Potts.
"That there train ain't goin' to wait a minute," reminded Amos, civilly. The Colonel turned upon him with a large sweetness of manner.
"Ah, yes, my friend, but trains will be passing through your pretty little hamlet for years--I hope for ages--yet. They pass every day, but you can't have Jonas Rodney Potts every day."
Here, with a gesture, he directed the crowd's attention to Amos.
"Look at him, gentlemen. Speak to him for me--for I cannot. I ask you to note the condition he's in." Here, again, the Colonel burst into tears. "And, oh, my God!" he sobbed, "could they ask me to trust myself to a drunken rowdy of a driver, even if I was going?" Amos was not only sober, he was a shrewd observer of events, a seasoned judge of men. He turned away without further parley. Big Joe told him he ought to be in better business than trying to break up a pleasant party.
As the 'bus started, the strains of "Auld Lang Syne" floated to us again, and we knew the day was lost.
"A hand of iron in a cunning little velvet glove," said Westley Keyts, in deep disgust as he left us. "It looks to me a darned sight more like a hand of mush in a glove of the same!"
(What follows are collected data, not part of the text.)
use std::path::Path;

use bytes::Bytes;
use serde::{Deserialize, Serialize};

use crate::error::ConvertError;

/// Output format the backend falls back to when none is sent.
pub const DEFAULT_FORMAT: &str = "docx";
/// Recognition language the backend falls back to when none is sent.
pub const DEFAULT_LANGUAGE: &str = "zh";

/// An image to upload: raw bytes plus the filename the multipart part carries.
#[derive(Debug, Clone, PartialEq)]
pub struct ImageUpload {
    pub bytes: Bytes,
    pub file_name: String,
    pub mime_type: Option<String>,
}

impl ImageUpload {
    pub fn new(bytes: impl Into<Bytes>, file_name: impl Into<String>) -> Self {
        Self { bytes: bytes.into(), file_name: file_name.into(), mime_type: None }
    }

    pub fn with_mime_type(mut self, mime_type: impl Into<String>) -> Self {
        self.mime_type = Some(mime_type.into());
        self
    }

    /// Read an image from disk, naming the upload after the file.
    pub async fn from_path(path: impl AsRef<Path>) -> std::io::Result<Self> {
        let path = path.as_ref();
        let bytes = tokio::fs::read(path).await?;
        let file_name = path
            .file_name()
            .and_then(|n| n.to_str())
            .unwrap_or("image")
            .to_string();
        Ok(Self::new(bytes, file_name))
    }

    /// Explicit mime type if set, otherwise one guessed from the extension.
    pub fn content_type(&self) -> &str {
        if let Some(mime_type) = &self.mime_type {
            if !mime_type.trim().is_empty() {
                return mime_type;
            }
        }
        guess_image_mime(&self.file_name)
    }

    pub fn len(&self) -> usize {
        self.bytes.len()
    }

    pub fn is_empty(&self) -> bool {
        self.bytes.is_empty()
    }
}

fn guess_image_mime(file_name: &str) -> &'static str {
    let extension = Path::new(file_name)
        .extension()
        .and_then(|e| e.to_str())
        .map(|e| e.to_ascii_lowercase());
    match extension.as_deref() {
        Some("png") => "image/png",
        Some("jpg") | Some("jpeg") => "image/jpeg",
        Some("gif") => "image/gif",
        Some("bmp") => "image/bmp",
        Some("webp") => "image/webp",
        Some("tif") | Some("tiff") => "image/tiff",
        _ => "application/octet-stream",
    }
}

/// Conversion settings sent alongside the image.
#[derive(Debug, Clone, PartialEq, Eq, Serialize, Deserialize)]
pub struct ConvertOptions {
    /// Output document format, e.g. `docx`.
    pub format: String,
    /// Recognition language, e.g. `zh` or `en`.
    pub language: String,
}

impl ConvertOptions {
    pub fn new(format: impl Into<String>, language: impl Into<String>) -> Self {
        Self { format: format.into(), language: language.into() }
    }
}

impl Default for ConvertOptions {
    fn default() -> Self {
        Self::new(DEFAULT_FORMAT, DEFAULT_LANGUAGE)
    }
}

/// A single image-to-document conversion call.
#[derive(Debug, Clone, PartialEq)]
pub struct ConversionRequest {
    pub image: ImageUpload,
    pub options: ConvertOptions,
}

impl ConversionRequest {
    pub fn new(image: ImageUpload, options: ConvertOptions) -> Self {
        Self { image, options }
    }

    /// Local preconditions only. Whether the backend understands the format
    /// or language is for the backend to decide.
    pub fn validate(&self) -> Result<(), ConvertError> {
        if self.image.is_empty() {
            return Err(ConvertError::InvalidRequest(format!(
                "image '{}' is empty",
                self.image.file_name
            )));
        }
        if self.options.format.trim().is_empty() {
            return Err(ConvertError::InvalidRequest("format must not be empty".into()));
        }
        if self.options.language.trim().is_empty() {
            return Err(ConvertError::InvalidRequest("language must not be empty".into()));
        }
        Ok(())
    }
}

/// The converted document, passed through byte-for-byte.
#[derive(Debug, Clone, PartialEq)]
pub struct ConversionResult {
    pub bytes: Bytes,
    pub content_type: Option<String>,
    /// Filename suggested by the backend's `Content-Disposition` header.
    pub file_name: Option<String>,
}

impl ConversionResult {
    pub fn len(&self) -> usize {
        self.bytes.len()
    }

    pub fn is_empty(&self) -> bool {
        self.bytes.is_empty()
    }
}

/// Extract the filename from a `Content-Disposition` header value.
///
/// `filename*=UTF-8''<percent-encoded>` wins over `filename`. Quoted values
/// may contain `;` and backslash escapes.
pub fn content_disposition_filename(header: &str) -> Option<String> {
    let mut plain = None;
    let mut extended = None;
    for param in split_params(header) {
        let Some((key, value)) = param.split_once('=') else { continue };
        let key = key.trim();
        if key.eq_ignore_ascii_case("filename*") {
            extended = decode_ext_value(value.trim());
        } else if key.eq_ignore_ascii_case("filename") {
            plain = Some(unquote(value.trim()));
        }
    }
    extended.or(plain).filter(|name| !name.is_empty())
}

/// Split on `;` outside quoted strings.
fn split_params(header: &str) -> Vec<&str> {
    let mut params = Vec::new();
    let mut start = 0;
    let mut in_quotes = false;
    let mut escaped = false;
    for (i, c) in header.char_indices() {
        if escaped {
            escaped = false;
            continue;
        }
        match c {
            '\\' if in_quotes => escaped = true,
            '"' => in_quotes = !in_quotes,
            ';' if !in_quotes => {
                params.push(&header[start..i]);
                start = i + 1;
            }
            _ => {}
        }
    }
    params.push(&header[start..]);
    params
}

fn unquote(value: &str) -> String {
    let Some(inner) = value.strip_prefix('"').and_then(|v| v.strip_suffix('"')) else {
        return value.to_string();
    };
    let mut out = String::with_capacity(inner.len());
    let mut chars = inner.chars();
    while let Some(c) = chars.next() {
        if c == '\\' {
            if let Some(next) = chars.next() {
                out.push(next);
            }
        } else {
            out.push(c);
        }
    }
    out
}

/// RFC 8187 `charset'lang'pct-encoded`; only UTF-8 is accepted.
fn decode_ext_value(value: &str) -> Option<String> {
    let mut parts = value.splitn(3, '\'');
    let charset = parts.next()?;
    let _language = parts.next()?;
    let encoded = parts.next()?;
    if !charset.eq_ignore_ascii_case("utf-8") {
        return None;
    }
    urlencoding::decode(encoded).ok().map(|name| name.into_owned())
}

/// An output format as listed by `/formats`.
///
/// The backend currently answers with bare identifiers (`["docx"]`); the
/// object form is accepted too.
#[derive(Debug, Clone, PartialEq, Eq, Serialize, Deserialize)]
#[serde(untagged)]
pub enum FormatDescriptor {
    Id(String),
    Detailed(FormatDetail),
}

#[derive(Debug, Clone, PartialEq, Eq, Serialize, Deserialize)]
pub struct FormatDetail {
    #[serde(alias = "code")]
    pub id: String,
    #[serde(default)]
    pub name: Option<String>,
}

impl FormatDescriptor {
    pub fn id(&self) -> &str {
        match self {
            Self::Id(id) => id,
            Self::Detailed(detail) => &detail.id,
        }
    }

    pub fn name(&self) -> Option<&str> {
        match self {
            Self::Id(_) => None,
            Self::Detailed(detail) => detail.name.as_deref(),
        }
    }
}

/// A recognition language as listed by `/languages`.
#[derive(Debug, Clone, PartialEq, Eq, Serialize, Deserialize)]
pub struct LanguageDescriptor {
    pub code: String,
    #[serde(default)]
    pub name: Option<String>,
}

/// Body of the backend's `/health` probe.
#[derive(Debug, Clone, PartialEq, Eq, Serialize, Deserialize)]
pub struct HealthStatus {
    pub status: String,
}

impl HealthStatus {
    pub fn is_ok(&self) -> bool {
        self.status.eq_ignore_ascii_case("ok")
    }
}

#[cfg(test)]
mod tests {
    use super::*;
    use serde_json::json;

    #[test]
    fn content_type_prefers_explicit_mime() {
        let upload = ImageUpload::new(vec![1, 2, 3], "scan.bin").with_mime_type("image/png");
        assert_eq!(upload.content_type(), "image/png");
    }

    #[test]
    fn content_type_guessed_from_extension() {
        assert_eq!(ImageUpload::new(vec![1], "a.PNG").content_type(), "image/png");
        assert_eq!(ImageUpload::new(vec![1], "photo.jpeg").content_type(), "image/jpeg");
        assert_eq!(ImageUpload::new(vec![1], "noext").content_type(), "application/octet-stream");
    }

    #[test]
    fn default_options_match_backend_defaults() {
        let options = ConvertOptions::default();
        assert_eq!(options.format, "docx");
        assert_eq!(options.language, "zh");
    }

    #[test]
    fn validate_rejects_empty_inputs() {
        let ok = ConversionRequest::new(ImageUpload::new(vec![0xff], "a.png"), ConvertOptions::default());
        assert!(ok.validate().is_ok());

        let empty_image = ConversionRequest::new(ImageUpload::new(Vec::new(), "a.png"), ConvertOptions::default());
        assert!(matches!(empty_image.validate(), Err(ConvertError::InvalidRequest(_))));

        let blank_format = ConversionRequest::new(ImageUpload::new(vec![1], "a.png"), ConvertOptions::new(" ", "en"));
        assert!(matches!(blank_format.validate(), Err(ConvertError::InvalidRequest(_))));

        let blank_language = ConversionRequest::new(ImageUpload::new(vec![1], "a.png"), ConvertOptions::new("docx", ""));
        assert!(matches!(blank_language.validate(), Err(ConvertError::InvalidRequest(_))));
    }

    #[test]
    fn parses_content_disposition() {
        assert_eq!(
            content_disposition_filename(r#"attachment; filename="pic2word_20240101120000.docx""#),
            Some("pic2word_20240101120000.docx".to_string())
        );
        assert_eq!(content_disposition_filename("attachment; filename=out.docx"), Some("out.docx".to_string()));
        assert_eq!(content_disposition_filename("inline"), None);
        assert_eq!(content_disposition_filename(r#"attachment; filename="""#), None);
    }

    #[test]
    fn quoted_filename_may_contain_semicolons() {
        assert_eq!(
            content_disposition_filename(r#"attachment; filename="report; final.docx"; size=10"#),
            Some("report; final.docx".to_string())
        );
        assert_eq!(
            content_disposition_filename(r#"attachment; filename="say \"hi\".docx""#),
            Some(r#"say "hi".docx"#.to_string())
        );
    }

    #[test]
    fn extended_filename_is_preferred() {
        assert_eq!(
            content_disposition_filename(
                r#"attachment; filename="fallback.docx"; filename*=UTF-8''%E8%AF%86%E5%88%AB.docx"#
            ),
            Some("识别.docx".to_string())
        );
        assert_eq!(
            content_disposition_filename("attachment; filename*=utf-8'en'na%C3%AFve%3Bdoc.docx"),
            Some("naïve;doc.docx".to_string())
        );
    }

    #[test]
    fn unsupported_extended_charset_falls_back() {
        assert_eq!(
            content_disposition_filename(r#"attachment; filename="plain.docx"; filename*=ISO-8859-1''caf%E9.docx"#),
            Some("plain.docx".to_string())
        );
    }

    #[test]
    fn format_descriptor_accepts_both_shapes() {
        let formats: Vec<FormatDescriptor> =
            serde_json::from_value(json!(["docx", { "code": "pdf", "name": "PDF" }])).unwrap();
        assert_eq!(formats[0].id(), "docx");
        assert_eq!(formats[0].name(), None);
        assert_eq!(formats[1].id(), "pdf");
        assert_eq!(formats[1].name(), Some("PDF"));
    }

    #[test]
    fn language_descriptor_decodes_backend_shape() {
        let languages: Vec<LanguageDescriptor> =
            serde_json::from_value(json!([{ "code": "zh", "name": "中文" }, { "code": "en" }])).unwrap();
        assert_eq!(languages[0].code, "zh");
        assert_eq!(languages[0].name.as_deref(), Some("中文"));
        assert_eq!(languages[1].name, None);
    }

    #[tokio::test]
    async fn from_path_reads_file_and_name() {
        let path = std::env::temp_dir().join(format!("pic2word-core-{}.png", std::process::id()));
        tokio::fs::write(&path, [0x89, b'P', b'N', b'G']).await.unwrap();
        let upload = ImageUpload::from_path(&path).await.unwrap();
        tokio::fs::remove_file(&path).await.unwrap();
        assert_eq!(upload.len(), 4);
        assert!(upload.file_name.ends_with(".png"));
        assert_eq!(upload.content_type(), "image/png");
    }
}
I have often been brought to realize that the latent nobility in our human nature is never so effectually aroused as at the second stage of alcoholic dementia. The victim sustains a shock of illumination hardly less than divine. On a sudden he is vividly cognizant of his overwhelming spiritual worth. Dazed in the first moment of this flooding consciousness, he is presently to be heard recalling instances of his noble conduct under difficulty, of righteous fortitude under strain. Especially does he find himself endowed with the antique virtues--with courage and a rugged fidelity, a stainless purity of motive, a fond and measureless generosity.
To this stage the libations of Potts had now brought him. He began to refresh the crowd with comments upon his own worth, interspersed with kindly but hurt appreciations of the great world's lack of discernment. He besought and defied each gentleman present to recall an occasion, however trivial, when his conduct had fallen short of the loftiest standards. Especially were they begged to cite an instance when he had deviated in the least degree from a line of strictest loyalty to any friend. Big Joe Kestril was overcome at this. He broke down and wept out upon the shoulder of Potts his hopeless inability to comply with that outrageous request. The entire crowd became emotional, and a dozen lighted matches were thrust forward toward an apparently incombustible cigar with which Potts had long striven.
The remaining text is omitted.